**What to produce**
Output each line of the data word for word, from the first through the line that holds "the audit log.", and leave off whatever follows.

[Saved data entries]

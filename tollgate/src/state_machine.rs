//! Task state machine: an explicit transition table.
//!
//! `transition()` is a pure lookup over `(status, event)`. It is the only place
//! a new status is computed, and unmapped pairs are errors, never defaults.
//! `apply_event()` writes the result into a contract and returns the log entry
//! the caller appends to the audit log.

use std::fmt;

use chrono::{DateTime, Utc};
use serde::{Deserialize, Serialize};

use crate::audit::TransitionLogEntry;
use crate::contract::types::{TaskContract, TaskStatus, TransitionSummary};
use crate::error::{GateError, GateResult};

/// Everything that can happen to a task.
#[derive(Debug, Clone, Copy, PartialEq, Eq, Hash, Serialize, Deserialize)]
#[serde(rename_all = "snake_case")]
pub enum TaskEvent {
    ImplementerStarted,
    ImplementationSubmitted,
    /// Every draft of a submission was refused by the gate.
    DraftRejected,
    ImplementationTimedOut,
    LocalReviewStarted,
    LocalReviewCompleted,
    LocalReviewTimedOut,
    JudgeReviewStarted,
    JudgeApproved,
    JudgeRejected,
    JudgeReviewTimedOut,
    RebuttalStarted,
    RebuttalSubmitted,
    RebuttalConceded,
    RebuttalTimedOut,
    TimeoutRetry,
    MergeCompleted,
    BreakerTripped,
    /// Draft escalation or worker stall.
    Escalated,
    HumanReset,
}

impl TaskEvent {
    pub const ALL: [TaskEvent; 20] = [
        Self::ImplementerStarted,
        Self::ImplementationSubmitted,
        Self::DraftRejected,
        Self::ImplementationTimedOut,
        Self::LocalReviewStarted,
        Self::LocalReviewCompleted,
        Self::LocalReviewTimedOut,
        Self::JudgeReviewStarted,
        Self::JudgeApproved,
        Self::JudgeRejected,
        Self::JudgeReviewTimedOut,
        Self::RebuttalStarted,
        Self::RebuttalSubmitted,
        Self::RebuttalConceded,
        Self::RebuttalTimedOut,
        Self::TimeoutRetry,
        Self::MergeCompleted,
        Self::BreakerTripped,
        Self::Escalated,
        Self::HumanReset,
    ];

    pub fn as_str(self) -> &'static str {
        match self {
            Self::ImplementerStarted => "implementer_started",
            Self::ImplementationSubmitted => "implementation_submitted",
            Self::DraftRejected => "draft_rejected",
            Self::ImplementationTimedOut => "implementation_timed_out",
            Self::LocalReviewStarted => "local_review_started",
            Self::LocalReviewCompleted => "local_review_completed",
            Self::LocalReviewTimedOut => "local_review_timed_out",
            Self::JudgeReviewStarted => "judge_review_started",
            Self::JudgeApproved => "judge_approved",
            Self::JudgeRejected => "judge_rejected",
            Self::JudgeReviewTimedOut => "judge_review_timed_out",
            Self::RebuttalStarted => "rebuttal_started",
            Self::RebuttalSubmitted => "rebuttal_submitted",
            Self::RebuttalConceded => "rebuttal_conceded",
            Self::RebuttalTimedOut => "rebuttal_timed_out",
            Self::TimeoutRetry => "timeout_retry",
            Self::MergeCompleted => "merge_completed",
            Self::BreakerTripped => "breaker_tripped",
            Self::Escalated => "escalated",
            Self::HumanReset => "human_reset",
        }
    }
}

impl fmt::Display for TaskEvent {
    fn fmt(&self, f: &mut fmt::Formatter<'_>) -> fmt::Result {
        f.write_str(self.as_str())
    }
}

/// Edges that leave one specific status.
///
/// ```text
/// pending_implementer        --implementer_started-->      implementation_in_progress
/// implementation_in_progress --implementation_submitted--> pending_local_review
///                            --draft_rejected-->           pending_implementer
/// local_review_in_progress   --local_review_completed-->   pending_judge_review
/// judge_review_in_progress   --judge_approved-->           review_complete
///                            --judge_rejected-->           pending_rebuttal
/// rebuttal_in_progress       --rebuttal_submitted-->       pending_judge_review
///                            --rebuttal_conceded-->        pending_implementer
/// timeout_<phase>            --timeout_retry-->            pending_<phase>
/// review_complete            --merge_completed-->          merged
/// ```
#[rustfmt::skip]
const TRANSITIONS: &[(TaskStatus, TaskEvent, TaskStatus, &str)] = {
    use TaskEvent as E;
    use TaskStatus as S;
    &[
        (S::PendingImplementer, E::ImplementerStarted, S::ImplementationInProgress, "implementer started"),
        (S::ImplementationInProgress, E::ImplementationSubmitted, S::PendingLocalReview, "implementation submitted for review"),
        (S::ImplementationInProgress, E::DraftRejected, S::PendingImplementer, "drafts rejected by the gate"),
        (S::ImplementationInProgress, E::ImplementationTimedOut, S::TimeoutImplementation, "implementation timed out"),
        (S::PendingLocalReview, E::LocalReviewStarted, S::LocalReviewInProgress, "local review started"),
        (S::LocalReviewInProgress, E::LocalReviewCompleted, S::PendingJudgeReview, "local review completed"),
        (S::LocalReviewInProgress, E::LocalReviewTimedOut, S::TimeoutLocalReview, "local review timed out"),
        (S::PendingJudgeReview, E::JudgeReviewStarted, S::JudgeReviewInProgress, "judge review started"),
        (S::JudgeReviewInProgress, E::JudgeApproved, S::ReviewComplete, "judge approved"),
        (S::JudgeReviewInProgress, E::JudgeRejected, S::PendingRebuttal, "judge rejected"),
        (S::JudgeReviewInProgress, E::JudgeReviewTimedOut, S::TimeoutJudgeReview, "judge review timed out"),
        (S::PendingRebuttal, E::RebuttalStarted, S::RebuttalInProgress, "rebuttal started"),
        (S::RebuttalInProgress, E::RebuttalSubmitted, S::PendingJudgeReview, "rebuttal submitted to judge"),
        (S::RebuttalInProgress, E::RebuttalConceded, S::PendingImplementer, "implementer conceded; reworking"),
        (S::RebuttalInProgress, E::RebuttalTimedOut, S::TimeoutRebuttal, "rebuttal timed out"),
        (S::TimeoutImplementation, E::TimeoutRetry, S::PendingImplementer, "retrying implementation"),
        (S::TimeoutLocalReview, E::TimeoutRetry, S::PendingLocalReview, "retrying local review"),
        (S::TimeoutJudgeReview, E::TimeoutRetry, S::PendingJudgeReview, "retrying judge review"),
        (S::TimeoutRebuttal, E::TimeoutRetry, S::PendingRebuttal, "retrying rebuttal"),
        (S::ReviewComplete, E::MergeCompleted, S::Merged, "merged to main"),
        (S::ErikConsultation, E::HumanReset, S::PendingImplementer, "reset by operator"),
    ]
};

/// Look up the next status for `(from, event)`.
pub fn transition(from: TaskStatus, event: TaskEvent) -> GateResult<(TaskStatus, &'static str)> {
    match event {
        TaskEvent::BreakerTripped if !from.is_terminal() => {
            return Ok((TaskStatus::ErikConsultation, "circuit breaker tripped"));
        }
        TaskEvent::Escalated if !from.is_terminal() => {
            return Ok((TaskStatus::ErikConsultation, "escalated for human review"));
        }
        _ => {}
    }

    TRANSITIONS
        .iter()
        .find(|(f, e, _, _)| *f == from && *e == event)
        .map(|(_, _, to, reason)| (*to, *reason))
        .ok_or(GateError::InvalidTransition { from, event })
}

/// Whether `(from, event)` has an edge.
pub fn is_legal(from: TaskStatus, event: TaskEvent) -> bool {
    transition(from, event).is_ok()
}

/// Apply `event` to `contract` with the table's reason.
pub fn apply_event(
    contract: &mut TaskContract,
    event: TaskEvent,
    now: DateTime<Utc>,
) -> GateResult<TransitionLogEntry> {
    apply_event_with_reason(contract, event, None, now)
}

/// Apply `event` to `contract`, appending `detail` to the recorded reason.
///
/// Besides the status this updates `status_reason`, the phase clock, the
/// embedded history and the review counters. `human_reset` also bumps the
/// attempt and re-arms the breaker.
pub fn apply_event_with_reason(
    contract: &mut TaskContract,
    event: TaskEvent,
    detail: Option<&str>,
    now: DateTime<Utc>,
) -> GateResult<TransitionLogEntry> {
    let from = contract.status;
    let (to, base_reason) = transition(from, event)?;
    let reason = match detail {
        Some(d) if !d.is_empty() => format!("{base_reason}: {d}"),
        _ => base_reason.to_string(),
    };

    match event {
        TaskEvent::JudgeApproved | TaskEvent::JudgeRejected => {
            contract.breaker.record_review_cycle()
        }
        TaskEvent::RebuttalSubmitted => contract.breaker.record_rebuttal(),
        TaskEvent::HumanReset => {
            contract.attempt += 1;
            contract.breaker.reset_for_new_attempt();
            let rejected = std::mem::take(&mut contract.handoff_data.rejected_hashes);
            contract.handoff_data = Default::default();
            contract.handoff_data.rejected_hashes = rejected;
        }
        _ => {}
    }

    // Queue time before a worker picks the phase up is not phase time.
    let restarts_clock = matches!(
        event,
        TaskEvent::ImplementerStarted
            | TaskEvent::LocalReviewStarted
            | TaskEvent::JudgeReviewStarted
            | TaskEvent::RebuttalStarted
            | TaskEvent::TimeoutRetry
            | TaskEvent::HumanReset
    );
    if from.phase() != to.phase() || restarts_clock {
        contract.phase_started_at = now;
    }

    contract.status = to;
    contract.status_reason = reason.clone();
    contract.updated_at = now;
    contract.history.push(TransitionSummary {
        at: now,
        event,
        from,
        to,
        reason,
    });

    tracing::debug!(
        task_id = %contract.task_id,
        from = %from,
        to = %to,
        event = %event,
        "State transition"
    );

    Ok(TransitionLogEntry {
        timestamp: now,
        task_id: contract.task_id.clone(),
        event,
        old_status: from,
        new_status: to,
        attempt: contract.attempt,
    })
}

**Response area**
filename tollgate/src/state_machine.rs
//! Task state machine: an explicit transition table.
//!
//! `transition()` is a pure lookup over `(status, event)`. It is the only place
//! a new status is computed, and unmapped pairs are errors, never defaults.
//! `apply_event()` writes the result into a contract and returns the log entry
//! the caller appends to the audit log.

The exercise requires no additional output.